普段20:00には寝ないので深夜2:00頃、目が覚めてしまう。
今夜は曇予報なので星は期待できない。なので、朝はのんびり雷鳥沢で過ごす予定だった。

テントから顔を出すと闇に染まった山肌の上で光が移動している。ご来光目当てのハイカーなのは間違いない。
「いい景色が見れるんだろうなぁ〜。自分はもうクタクタだからいいや」と思い、水を飲んで寝ようとした。
しかし寝れない。あのハイカーたちは一体何を目にするんだろうか。どんな美しい景色を目にするのだろうか。頭の中はそのことでいっぱいになってしまった。せっかく雷鳥沢まで下ってきたのにまた登るのか。果たして登りきれるのか。

気がついたら悩みながら登る準備をしていた。広角レンズから望遠レンズまでをザックにしまい込み、三脚もしっかり積み込む。
あの時間は間違いなく理性が好奇心に負けた瞬間だった。しかし、そんな自分のことを少し好きになってしまった。

出発

日の出を目指すハイカーたち

心地よく風に吹かれて揺れるテント達の間を通り抜け、雷鳥沢を後にする。とりあえず剱御前小舎まで登る。暗闇の中の登山は完全に自分との対話の時間である。1時間ほどくねくねとした道を登り続けていると剱御前小舎に到着した。

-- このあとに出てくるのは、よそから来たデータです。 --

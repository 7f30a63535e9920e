//! OAuth2 for the Drive proxy: the one-shot authorization flow (`auth`) and
//! the authenticated Drive hub used by the server.
//!
//! The authorization flow is a small state machine:
//!
//! ```text
//! Idle -> AwaitingBrowserRedirect -> ExchangingCode -> Completed
//!                 |                        |
//!                 +--------> Failed <------+
//! ```
//!
//! It waits for exactly one request on the callback path. Other paths get a
//! 404 and leave the state untouched.

use std::convert::Infallible;
use std::future::Future;
use std::pin::Pin;
use std::time::Duration;

use async_trait::async_trait;
use chrono::{DateTime, Utc};
use google_drive3::DriveHub;
use http_body_util::{BodyExt, Full};
use hyper::body::{Bytes, Incoming};
use hyper::header::{HeaderValue, CONTENT_TYPE};
use hyper::server::conn::http1;
use hyper::service::service_fn;
use hyper::{Request, Response, StatusCode};
use hyper_rustls::HttpsConnector;
use hyper_util::client::legacy::connect::HttpConnector;
use hyper_util::client::legacy::Client;
use hyper_util::rt::{TokioExecutor, TokioIo, TokioTimer};
use serde::Deserialize;
use tokio::net::{TcpListener, TcpStream};
use tokio::sync::{mpsc, oneshot};
use url::Url;
use yup_oauth2::authenticator_delegate::InstalledFlowDelegate;
use yup_oauth2::{InstalledFlowAuthenticator, InstalledFlowReturnMethod};

use crate::config::{Config, DRIVE_SCOPE, OAUTH_CALLBACK_PATH};
use crate::credentials::{load_client_secret, ClientSecret, TokenSet, TokenStore};
use crate::error::AppError;

pub type DriveHubType = DriveHub<HttpsConnector<HttpConnector>>;

/// How long one connection may take to send its request head. Browsers open
/// speculative connections that never send anything.
const REQUEST_READ_TIMEOUT: Duration = Duration::from_secs(5);

const SUCCESS_PAGE: &str = "<!DOCTYPE html><html><head><title>Authentication Successful</title>\
    </head><body><h1>Authentication successful</h1>\
    <p>You can close this tab and return to the terminal.</p>\
    <script>setTimeout(() => window.close(), 2000)</script></body></html>";

fn https_connector() -> Result<HttpsConnector<HttpConnector>, AppError> {
    Ok(hyper_rustls::HttpsConnectorBuilder::new()
        .with_native_roots()
        .map_err(|e| AppError::Io(std::io::Error::other(e)))?
        .https_only()
        .enable_http2()
        .build())
}

/// Authorization URL for the consent screen. Offline access plus forced
/// consent so Google always returns a refresh token.
pub fn authorization_url(secret: &ClientSecret, redirect_uri: &str) -> Result<String, AppError> {
    let url = Url::parse_with_params(
        &secret.auth_uri,
        &[
            ("client_id", secret.client_id.as_str()),
            ("redirect_uri", redirect_uri),
            ("response_type", "code"),
            ("scope", DRIVE_SCOPE),
            ("access_type", "offline"),
            ("prompt", "consent"),
        ],
    )
    .map_err(|e| AppError::Configuration(format!("invalid auth_uri {:?}: {e}", secret.auth_uri)))?;
    Ok(url.into())
}

/// Trades an authorization code for tokens at the identity provider.
#[async_trait]
pub trait CodeExchanger: Send + Sync {
    async fn exchange(&self, code: &str) -> Result<TokenSet, AppError>;
}

#[derive(Debug, Deserialize)]
struct TokenResponse {
    access_token: String,
    refresh_token: Option<String>,
    expires_in: Option<i64>,
    scope: Option<String>,
    token_type: Option<String>,
    id_token: Option<String>,
}

impl TokenResponse {
    fn into_token_set(self, now: DateTime<Utc>) -> TokenSet {
        TokenSet {
            access_token: Some(self.access_token),
            refresh_token: self.refresh_token,
            expiry_date: self
                .expires_in
                .map(|secs| now.timestamp_millis() + secs * 1000),
            scope: self.scope,
            token_type: self.token_type,
            id_token: self.id_token,
            ..Default::default()
        }
    }
}

/// Exchanges codes against the token endpoint from the client secret.
pub struct GoogleCodeExchanger {
    secret: ClientSecret,
    redirect_uri: String,
    client: Client<HttpsConnector<HttpConnector>, Full<Bytes>>,
}

impl GoogleCodeExchanger {
    pub fn new(secret: ClientSecret, redirect_uri: String) -> Result<Self, AppError> {
        let client = Client::builder(TokioExecutor::new()).build(https_connector()?);
        Ok(Self {
            secret,
            redirect_uri,
            client,
        })
    }
}

#[async_trait]
impl CodeExchanger for GoogleCodeExchanger {
    async fn exchange(&self, code: &str) -> Result<TokenSet, AppError> {
        let form = url::form_urlencoded::Serializer::new(String::new())
            .append_pair("code", code)
            .append_pair("client_id", &self.secret.client_id)
            .append_pair("client_secret", &self.secret.client_secret)
            .append_pair("redirect_uri", &self.redirect_uri)
            .append_pair("grant_type", "authorization_code")
            .finish();

        let request = hyper::Request::post(&self.secret.token_uri)
            .header(CONTENT_TYPE, "application/x-www-form-urlencoded")
            .body(Full::new(Bytes::from(form)))
            .map_err(|e| AppError::TokenExchange(e.to_string()))?;

        tracing::info!("exchanging authorization code at {}", self.secret.token_uri);
        let response = self
            .client
            .request(request)
            .await
            .map_err(|e| AppError::TokenExchange(e.to_string()))?;
        let status = response.status();
        let body = response
            .into_body()
            .collect()
            .await
            .map_err(|e| AppError::TokenExchange(format!("failed to read token response: {e}")))?
            .to_bytes();

        if !status.is_success() {
            return Err(AppError::TokenExchange(format!(
                "{status}: {}",
                String::from_utf8_lossy(&body)
            )));
        }

        let response: TokenResponse = serde_json::from_slice(&body)
            .map_err(|e| AppError::TokenExchange(format!("unexpected token response: {e}")))?;
        Ok(response.into_token_set(Utc::now()))
    }
}
#[cfg(test)]
pub(crate) mod tests {
    use std::sync::Mutex;

    use serde_json::json;

    use super::*;
    use crate::config::DRIVE_SCOPE;

    /// In-memory token file that counts writes.
    #[derive(Default)]
    pub(crate) struct MemoryTokenFile {
        pub contents: Mutex<Option<String>>,
        pub writes: Mutex<usize>,
    }

    impl MemoryTokenFile {
        pub fn with(value: Value) -> Self {
            Self {
                contents: Mutex::new(Some(value.to_string())),
                writes: Mutex::new(0),
            }
        }
    }

    #[async_trait]
    impl TokenFile for Arc<MemoryTokenFile> {
        async fn read(&self) -> std::io::Result<Option<String>> {
            Ok(self.contents.lock().unwrap().clone())
        }

        async fn write(&self, contents: &str) -> std::io::Result<()> {
            *self.contents.lock().unwrap() = Some(contents.to_string());
            *self.writes.lock().unwrap() += 1;
            Ok(())
        }

        fn location(&self) -> String {
            "memory".into()
        }
    }

    fn stored(file: &MemoryTokenFile) -> Value {
        let contents = file.contents.lock().unwrap().clone().unwrap();
        serde_json::from_str(&contents).unwrap()
    }

    #[test]
    fn parse_installed_secret() {
        let secret = ClientSecret::parse(
            r#"{"installed":{"client_id":"id","client_secret":"shh","token_uri":"https://t"}}"#,
        )
        .unwrap();
        assert_eq!(secret.client_id, "id");
        assert_eq!(secret.client_secret, "shh");
        assert_eq!(secret.token_uri, "https://t");
        assert_eq!(secret.auth_uri, DEFAULT_AUTH_URI);
    }

    #[test]
    fn parse_web_secret() {
        let secret =
            ClientSecret::parse(r#"{"web":{"client_id":"w","client_secret":"s"}}"#).unwrap();
        assert_eq!(secret.client_id, "w");
        assert_eq!(secret.token_uri, DEFAULT_TOKEN_URI);
    }

    #[test]
    fn parse_secret_without_known_shape() {
        let err = ClientSecret::parse(r#"{"other":{}}"#).unwrap_err();
        assert!(matches!(err, AppError::Configuration(_)));
        let err = ClientSecret::parse("not json").unwrap_err();
        assert!(matches!(err, AppError::Configuration(_)));
    }

    #[tokio::test]
    async fn missing_secret_file_is_configuration_error() {
        let dir = tempfile::tempdir().unwrap();
        let config = Config::with_dir(Some(dir.path().to_path_buf())).unwrap();
        let err = load_client_secret(&config).await.unwrap_err();
        assert!(matches!(err, AppError::Configuration(_)));
    }

    #[tokio::test]
    async fn load_without_token_file_requires_auth() {
        let file = Arc::new(MemoryTokenFile::default());
        let store = TokenStore::new(file);
        let err = store.load().await.unwrap_err();
        assert!(matches!(err, AppError::NotAuthenticated(_)));
    }

    #[tokio::test]
    async fn patch_keeps_fields_it_does_not_mention() {
        let file = Arc::new(MemoryTokenFile::with(json!({
            "access_token": "old-access",
            "refresh_token": "refresh-1",
            "expiry_date": 1_000,
            "scope": "https://www.googleapis.com/auth/drive",
            "token_type": "Bearer",
            "custom": {"kept": true},
        })));
        let store = TokenStore::new(file.clone());

        let patch = TokenSet {
            access_token: Some("new-access".into()),
            expiry_date: Some(2_000),
            ..Default::default()
        };
        let merged = store.apply_patch(&patch).await.unwrap();

        assert_eq!(merged.access_token.as_deref(), Some("new-access"));
        assert_eq!(merged.refresh_token.as_deref(), Some("refresh-1"));
        assert_eq!(
            stored(&file),
            json!({
                "access_token": "new-access",
                "refresh_token": "refresh-1",
                "expiry_date": 2_000,
                "scope": "https://www.googleapis.com/auth/drive",
                "token_type": "Bearer",
                "custom": {"kept": true},
            })
        );
        assert_eq!(*file.writes.lock().unwrap(), 1);
    }

    #[tokio::test]
    async fn patch_rereads_file_changed_externally() {
        let file = Arc::new(MemoryTokenFile::with(json!({"access_token": "a"})));
        let store = TokenStore::new(file.clone());

        // Someone else edits the file between load and refresh
        *file.contents.lock().unwrap() =
            Some(json!({"access_token": "a", "refresh_token": "r2"}).to_string());

        store
            .apply_patch(&TokenSet {
                access_token: Some("b".into()),
                ..Default::default()
            })
            .await
            .unwrap();
        assert_eq!(stored(&file), json!({"access_token": "b", "refresh_token": "r2"}));
    }

    #[test]
    fn merge_skips_null_values() {
        let mut current = json!({"refresh_token": "keep"}).as_object().unwrap().clone();
        let patch = json!({"refresh_token": null, "access_token": "x"})
            .as_object()
            .unwrap()
            .clone();
        merge_token_fields(&mut current, patch);
        assert_eq!(
            Value::Object(current),
            json!({"refresh_token": "keep", "access_token": "x"})
        );
    }

    #[tokio::test]
    async fn storage_set_merges_refreshed_token() {
        let file = Arc::new(MemoryTokenFile::with(json!({
            "access_token": "old",
            "refresh_token": "long-lived",
            "scope": "drive",
        })));
        let store = TokenStore::new(file.clone());

        let refreshed = TokenInfo {
            access_token: Some("fresh".into()),
            refresh_token: None,
            expires_at: OffsetDateTime::from_unix_timestamp(1_700_000_000).ok(),
            id_token: None,
        };
        TokenStorage::set(&store, &["drive"], refreshed).await.unwrap();

        assert_eq!(
            stored(&file),
            json!({
                "access_token": "fresh",
                "refresh_token": "long-lived",
                "scope": "drive",
                "expiry_date": 1_700_000_000_000_i64,
            })
        );
    }

    #[tokio::test]
    async fn storage_set_through_authenticator_trait_object() {
        let file = Arc::new(MemoryTokenFile::with(json!({"refresh_token": "r"})));
        let storage: Box<dyn TokenStorage> = Box::new(TokenStore::new(file.clone()));

        let refreshed = TokenInfo {
            access_token: Some("fresh".into()),
            refresh_token: None,
            expires_at: None,
            id_token: None,
        };
        storage.set(&[DRIVE_SCOPE], refreshed).await.unwrap();

        assert_eq!(stored(&file), json!({"access_token": "fresh", "refresh_token": "r"}));
    }

    #[tokio::test]
    async fn storage_set_on_malformed_file_is_storage_error() {
        let file = Arc::new(MemoryTokenFile::default());
        *file.contents.lock().unwrap() = Some("{not json".into());
        let store = TokenStore::new(file.clone());

        let err = TokenStorage::set(&store, &[DRIVE_SCOPE], TokenInfo {
            access_token: Some("fresh".into()),
            refresh_token: None,
            expires_at: None,
            id_token: None,
        })
        .await
        .unwrap_err();

        match err {
            TokenStorageError::Other(msg) => assert!(msg.contains("malformed token file")),
            other => panic!("unexpected error: {other:?}"),
        }
        assert_eq!(file.contents.lock().unwrap().as_deref(), Some("{not json"));
    }

    #[tokio::test]
    async fn storage_get_converts_expiry() {
        let file = Arc::new(MemoryTokenFile::with(json!({
            "access_token": "a",
            "refresh_token": "r",
            "expiry_date": 1_700_000_000_000_i64,
        })));
        let store = TokenStore::new(file);

        let info = TokenStorage::get(&store, &["drive"]).await.unwrap();
        assert_eq!(info.access_token.as_deref(), Some("a"));
        assert_eq!(info.refresh_token.as_deref(), Some("r"));
        assert_eq!(info.expires_at.unwrap().unix_timestamp(), 1_700_000_000);
    }

    #[tokio::test]
    async fn disk_file_creates_directory_and_round_trips() {
        let dir = tempfile::tempdir().unwrap();
        let path = dir.path().join("nested").join("tokens.json");
        let store = TokenStore::new(DiskTokenFile::new(&path));

        let tokens = TokenSet {
            access_token: Some("a".into()),
            refresh_token: Some("r".into()),
            expiry_date: Some(42),
            ..Default::default()
        };
        store.replace(&tokens).await.unwrap();
        assert!(path.exists());
        assert_eq!(store.load().await.unwrap(), tokens);

        #[cfg(unix)]
        {
            use std::os::unix::fs::PermissionsExt;
            let mode = std::fs::metadata(&path).unwrap().permissions().mode();
            assert_eq!(mode & 0o777, 0o600);
        }
    }

    #[tokio::test]
    async fn malformed_token_file_is_configuration_error() {
        let file = Arc::new(MemoryTokenFile::default());
        *file.contents.lock().unwrap() = Some("{oops".into());
        let store = TokenStore::new(file);
        assert!(matches!(
            store.load().await.unwrap_err(),
            AppError::Configuration(_)
        ));
    }
}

小屋前で休憩していると「どこまで行くんすか」とおじさん二人のグループに話しかけられた。どこで日の出を見るか決めてないと言うと「別山がいいよ。あそこは剱岳が目の前にでっかく見えるよ」と教えてくれた。どこから何がよく見えるなど分かっていない自分にはとても有難い情報だった。
おじさん達も別山に行くということでそのまま付いていくことに。剱御前小舎から別山までは30分ぐらいで到着した。

別山

別山の山頂は大きく開けた場所だった。
闇夜の中に佇む剱岳を見ると剱岳でご来光を迎えようと登っているハイカーたちのヘッドライトの光が見える。まるで山が脈打ってるかのような光景だった。

ヘッドライトが一筋の列になっている

段々とあたりは明るくなり、東の空は真っ赤に燃える。
どれがなんという名前の山ということさえも分かってない僕には「わぁ」という言葉しか出なかった。周りのハイカーたちは「鹿島槍がよく見えるなぁ!」とか色々と楽しそうだった。

東の空

山という環境は人の心を素に戻してしまう不思議な魔力があると感じている。空気は透き通りその空気を吸うことで心が純心に戻っていく。暗闇の怖さも、飛ばざれそうなほどの強風も、下界とは全く違う気温も全て自然に対する畏怖を心に形成するためには必要なのである。人の生き物としての純粋な気持ちを思い起こさせてくれる。それが山という環境であり、巨大な生き物であるのだろう。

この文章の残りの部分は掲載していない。